▶ **WHAT IS NEEDED**: Pull out every line below that holds the word "CourseId".

▶ **MATERIAL PROVIDED**:
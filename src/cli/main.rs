//! Command-line interface entry point for `NuTranscript`

mod args;
mod commands;

use args::{Cli, Command};
use clap::Parser;
use nu_transcript::config::Config;
use nu_transcript::logger::{enable_debug, enable_verbose, init_file_logging, set_level, Level};
use nu_transcript::info;
use std::path::PathBuf;
use std::process::ExitCode;

fn main() -> ExitCode {
    let args = Cli::parse();

    // Load configuration once at startup and apply CLI overrides to it
    let mut config = Config::load();
    let defaults = Config::from_defaults();
    config.apply_overrides(&args.to_config_overrides());

    // CLI flag overrides config logging.level; fallback warn
    let mut level = args
        .log_level
        .map(Level::from)
        .or_else(|| Level::parse(&config.logging.level))
        .unwrap_or(Level::Warn);

    if args.debug_flag || level == Level::Debug {
        level = Level::Debug;
        enable_debug();
    }

    let verbose = args.verbose || config.logging.verbose;
    if verbose {
        enable_verbose();
    }
    set_level(level);

    // File logging: CLI flag wins, otherwise config logging.file if set
    let config_log_path =
        (!config.logging.file.is_empty()).then(|| PathBuf::from(&config.logging.file));

    if let Some(log_path) = args.log_file.as_ref().or(config_log_path.as_ref()) {
        let display_path = log_path.to_string_lossy();
        if init_file_logging(log_path) {
            info!("File logging initialized at: {display_path}");
        } else {
            eprintln!("✗ Failed to initialize file logging at: {display_path}");
        }
    }

    let result = match args.command {
        Command::Config { subcommand } => commands::config::run(subcommand, &mut config, &defaults),
        Command::Evaluate {
            input_file,
            output,
            format,
            ..
        } => commands::evaluate::run(
            input_file.as_deref(),
            output.as_deref(),
            format.into(),
            &config,
        ),
    };

    match result {
        Ok(()) => ExitCode::SUCCESS,
        Err(message) => {
            eprintln!("{message}");
            ExitCode::FAILURE
        }
    }
}
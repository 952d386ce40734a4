//! Course record model

use crate::core::codec::CourseId;
use crate::core::models::{Grade, Status};
use crate::core::prerequisites::Prerequisites;

/// One parsed transcript line
#[derive(Debug, Clone, PartialEq, Eq)]
pub struct CourseRecord {
    /// Course code as written (e.g., "c3")
    pub code: String,

    /// Encoded course id
    pub id: CourseId,

    /// Credit hours
    pub credit: u32,

    /// Recorded grade
    pub grade: Grade,

    /// Prerequisite expression
    pub prerequisites: Prerequisites,
}

impl CourseRecord {
    /// Create a new course record
    ///
    /// # Arguments
    /// * `code` - Course code
    /// * `id` - Encoded id of `code`
    /// * `credit` - Credit hours
    /// * `grade` - Recorded grade
    /// * `prerequisites` - Parsed prerequisite expression
    #[must_use]
    pub const fn new(
        code: String,
        id: CourseId,
        credit: u32,
        grade: Grade,
        prerequisites: Prerequisites,
    ) -> Self {
        Self {
            code,
            id,
            credit,
            grade,
            prerequisites,
        }
    }

    /// Standing derived from the grade
    #[must_use]
    pub const fn status(&self) -> Status {
        self.grade.status()
    }
}

#[cfg(test)]
mod tests {
    use super::*;

    #[test]
    fn test_record_creation() {
        let id = CourseId::encode("c3").unwrap();
        let prereqs = Prerequisites::parse("c1,c2").unwrap();
        let record = CourseRecord::new("c3".to_string(), id, 4, Grade::B, prereqs.clone());

        assert_eq!(record.code, "c3");
        assert_eq!(record.id, id);
        assert_eq!(record.credit, 4);
        assert_eq!(record.prerequisites, prereqs);
        assert_eq!(record.status(), Status::Passed);
    }

    #[test]
    fn test_ungraded_record() {
        let id = CourseId::encode("c4").unwrap();
        let record = CourseRecord::new("c4".to_string(), id, 3, Grade::None, Prerequisites::none());
        assert_eq!(record.status(), Status::Ungraded);
        assert!(record.prerequisites.is_unconditional());
    }
}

▶ **ANSWER BOX**:
use crate::core::codec::CourseId;
    pub id: CourseId,
        id: CourseId,
        let id = CourseId::encode("c3").unwrap();
        let id = CourseId::encode("c4").unwrap();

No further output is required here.